Applications: call stack, breadcrumb navigation.
Queue
A linear logical structure with FIFO semantics, implemented via arrays or linked lists.
Operations: enqueue O(1), dequeue O(1).
Applications: message queues, thread waiting queues, URL crawling queues.
Hash Table
A logical structure mapping keys to values. Basic operations: write O(1), read O(1), resize O(n). Collisions are resolved by open addressing or chaining.
index = HashCode("001121") % Array.length = 7 index = HashCode("this") % Array.length = 6Tree
A finite set of nodes with a single root; each node may have child sub‑trees.
Traversals:
Depth‑first: preorder (root‑left‑right), inorder (left‑root‑right), postorder (left‑right‑root).
Breadth‑first: level‑order.
Binary Tree
A special tree where each node has at most two children.
Full binary tree: every non‑leaf node has two children and all leaves are at the same depth.
Complete binary tree: nodes are filled level by level left to right without gaps.
Binary Search Tree (BST)
Each node's left subtree contains smaller values, right subtree contains larger values; both subtrees are themselves BSTs.
Uses: binary search, in‑order traversal for sorting.
Binary Heap
A complete binary tree satisfying the heap property: max‑heap (parent ≥ children) or min‑heap (parent ≤ children).
Operations: insert (bubble up), delete (swap root with last element, then sink), heapify.
Common Sorting Algorithms
Bubble Sort
Repeatedly compare adjacent elements and swap if out of order; the largest element “bubbles” to the end each pass.
Complexity: O(n²) time, O(1) space; best for small or nearly sorted datasets.
Merge Sort
A divide‑and‑conquer algorithm that recursively splits the array, sorts each half, and merges them.
Complexity: O(n log n) time, O(n) extra space; stable.
Quick Sort
Uses partitioning around a pivot to recursively sort sub‑arrays.
Complexity: average O(n log n), worst‑case O(n²); in‑place but unstable.
Heap Sort
Builds a max‑heap, repeatedly extracts the maximum, and restores the heap.
Complexity: O(n log n) time, O(1) extra space; not stable.
Counting Sort
A non‑comparison sort that counts occurrences of each distinct value and reconstructs the sorted array.
Complexity: O(n + k) time, where k is the range of input values; stable but limited to integer keys.
Bucket Sort
Distributes elements into a number of buckets based on a mapping function, then sorts each bucket individually.
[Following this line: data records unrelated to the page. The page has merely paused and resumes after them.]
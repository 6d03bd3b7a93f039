//! # Stream Service Client
//!
//! The facade over the transport. It owns a `tonic::client::Grpc` and, for every
//! invocation, clones it and spawns a driver task on the current tokio runtime.
//!
//! ## Driver
//!
//! The driver is the only place that talks to the callback, which is what makes the
//! delivery guarantees hold:
//!
//! * Responses are delivered in the order the transport decodes them.
//! * The terminal event is delivered after the transport call has been dropped, so no
//!   response can follow it.
//! * Cancellation and completion race inside a single `select!`; whichever resolves first
//!   decides the one terminal event.
//!
//! The outbound stream is wrapped with `take_until(cancelled)`, so once a call is cancelled
//! no further request is pulled from the producer.
use super::{
    EventsRpc,
    call::{Call, CallId, CallState, CallStateWriter},
    event::{CallError, Event},
};
use crate::{
    BoxError,
    config::{ClientConfig, ConnectError},
};
use futures_util::{Stream, StreamExt, stream::once};
use http_body::Body as HttpBody;
use plasma_proto::{EVENTS_PATH, Payload, Request};
use tokio_util::sync::CancellationToken;
use tonic::{
    client::{Grpc, GrpcService},
    transport::{Channel, Endpoint},
};
use tonic_prost::ProstCodec;
use tracing::Instrument;

/// Errors that prevent a call from being created.
#[derive(Debug, thiserror::Error)]
pub enum InvokeError {
    #[error("No tokio runtime is available to drive the call: {0}")]
    NoRuntime(#[from] tokio::runtime::TryCurrentError),
}

/// Client of `plasma.StreamService`, generic over the transport.
#[derive(Debug, Clone)]
pub struct StreamServiceClient<S = Channel> {
    grpc: Grpc<S>,
}

impl StreamServiceClient<Channel> {
    /// Creates a client for `host` (e.g. `http://localhost:50051`) without connecting.
    ///
    /// The connection is established by the first call and shared by every call made
    /// through this client (and its clones). An unreachable host is reported to that
    /// call's callback, not here.
    ///
    /// Must be called from within a tokio runtime.
    pub fn with_host(host: &str) -> Result<Self, ConnectError> {
        Self::lazy(endpoint_for_host(host)?)
    }

    /// Creates a client for `host` and waits until the connection is established.
    pub async fn connect(host: &str) -> Result<Self, ConnectError> {
        let endpoint = endpoint_for_host(host)?;

        let channel = endpoint
            .connect()
            .await
            .map_err(|e| ConnectError::ConnectionFailed(host.to_string(), e))?;

        Ok(Self::new(channel))
    }

    /// Creates a lazily connected client from a [`ClientConfig`], with TLS when the
    /// config carries a root certificate.
    pub fn from_config(config: &ClientConfig) -> Result<Self, ConnectError> {
        Self::lazy(config.endpoint()?)
    }

    fn lazy(endpoint: Endpoint) -> Result<Self, ConnectError> {
        // `connect_lazy` spawns the channel worker and would panic outside a runtime.
        tokio::runtime::Handle::try_current()?;
        Ok(Self::new(endpoint.connect_lazy()))
    }
}

impl<S> StreamServiceClient<S>
where
    S: GrpcService<tonic::body::Body>,
    S::Error: Into<BoxError>,
    S::ResponseBody: HttpBody<Data = tonic::codegen::Bytes> + Send + 'static,
    <S::ResponseBody as HttpBody>::Error: Into<BoxError> + Send,
{
    /// Creates a client from an existing Tonic service/channel.
    pub fn new(service: S) -> Self {
        Self {
            grpc: Grpc::new(service),
        }
    }
}

impl<S> StreamServiceClient<S>
where
    S: GrpcService<tonic::body::Body> + Clone + Send + 'static,
    S::Future: Send,
    S::Error: Into<BoxError>,
    S::ResponseBody: HttpBody<Data = tonic::codegen::Bytes> + Send + 'static,
    <S::ResponseBody as HttpBody>::Error: Into<BoxError> + Send,
{
    fn spawn_call<P, F>(&self, requests: P, on_event: F) -> Result<Call, InvokeError>
    where
        P: Stream<Item = Request> + Send + 'static,
        F: FnMut(Event) + Send + 'static,
    {
        let runtime = tokio::runtime::Handle::try_current()?;

        let id = CallId::next();
        let cancel = CancellationToken::new();
        let (state, state_rx) = CallStateWriter::new();

        let driver = Driver {
            grpc: self.grpc.clone(),
            cancel: cancel.clone(),
            state,
            on_event,
        };
        let span = tracing::debug_span!("events_call", call_id = %id);
        runtime.spawn(driver.run(requests).instrument(span));

        Ok(Call::new(id, state_rx, cancel))
    }
}

impl<S> EventsRpc for StreamServiceClient<S>
where
    S: GrpcService<tonic::body::Body> + Clone + Send + 'static,
    S::Future: Send,
    S::Error: Into<BoxError>,
    S::ResponseBody: HttpBody<Data = tonic::codegen::Bytes> + Send + 'static,
    <S::ResponseBody as HttpBody>::Error: Into<BoxError> + Send,
{
    fn invoke_unary<F>(&self, request: Request, on_event: F) -> Result<Call, InvokeError>
    where
        F: FnMut(Event) + Send + 'static,
    {
        self.spawn_call(once(async { request }), on_event)
    }

    fn invoke_streaming<P, F>(&self, requests: P, on_event: F) -> Result<Call, InvokeError>
    where
        P: Stream<Item = Request> + Send + 'static,
        F: FnMut(Event) + Send + 'static,
    {
        self.spawn_call(requests, on_event)
    }
}

struct Driver<S, F> {
    grpc: Grpc<S>,
    cancel: CancellationToken,
    state: CallStateWriter,
    on_event: F,
}

impl<S, F> Driver<S, F>
where
    S: GrpcService<tonic::body::Body> + Send,
    S::Future: Send,
    S::Error: Into<BoxError>,
    S::ResponseBody: HttpBody<Data = tonic::codegen::Bytes> + Send + 'static,
    <S::ResponseBody as HttpBody>::Error: Into<BoxError> + Send,
    F: FnMut(Event) + Send,
{
    async fn run<P>(mut self, requests: P)
    where
        P: Stream<Item = Request> + Send + 'static,
    {
        tracing::debug!("opening events call");

        let requests = requests.take_until(self.cancel.clone().cancelled_owned());

        let outcome = tokio::select! {
            biased;
            () = self.cancel.cancelled() => Err(CallError::Cancelled),
            outcome = exchange(&mut self.grpc, requests, &mut self.on_event) => outcome,
        };

        let terminal = match &outcome {
            Ok(()) => {
                tracing::debug!("events call completed");
                CallState::Completed
            }
            Err(CallError::Cancelled) => {
                tracing::info!("events call cancelled");
                CallState::Cancelled
            }
            Err(err) => {
                tracing::warn!(error = %err, "events call failed");
                CallState::Failed
            }
        };

        (self.on_event)(Event::from(outcome));
        self.state.finish(terminal);
    }
}

async fn exchange<S, P, F>(
    grpc: &mut Grpc<S>,
    requests: P,
    on_event: &mut F,
) -> Result<(), CallError>
where
    S: GrpcService<tonic::body::Body>,
    S::Error: Into<BoxError>,
    S::ResponseBody: HttpBody<Data = tonic::codegen::Bytes> + Send + 'static,
    <S::ResponseBody as HttpBody>::Error: Into<BoxError> + Send,
    P: Stream<Item = Request> + Send + 'static,
    F: FnMut(Event),
{
    grpc.ready()
        .await
        .map_err(|e| CallError::NotReady(e.into()))?;

    let path = http::uri::PathAndQuery::from_static(EVENTS_PATH);
    let codec = ProstCodec::<Request, Payload>::default();

    let mut inbound = grpc
        .streaming(tonic::Request::new(requests), path, codec)
        .await?
        .into_inner();

    while let Some(payload) = inbound.message().await? {
        tracing::debug!(event_type = payload.event_type(), "received payload");
        on_event(Event::Response(payload));
    }

    Ok(())
}

fn endpoint_for_host(host: &str) -> Result<Endpoint, ConnectError> {
    if host.trim().is_empty() {
        return Err(ConnectError::EmptyHost);
    }

    Endpoint::from_shared(host.to_string())
        .map_err(|e| ConnectError::InvalidUrl(host.to_string(), e))
}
Complexity: O(n) average time for uniformly distributed data; performance depends on bucket distribution.
Performance Comparison
A benchmark sorting random numbers in the range 0 ~ K for N elements shows the relative speed of each algorithm, highlighting that quick sort and merge sort generally outperform O(n²) methods, while counting and bucket sorts excel when the input range is limited.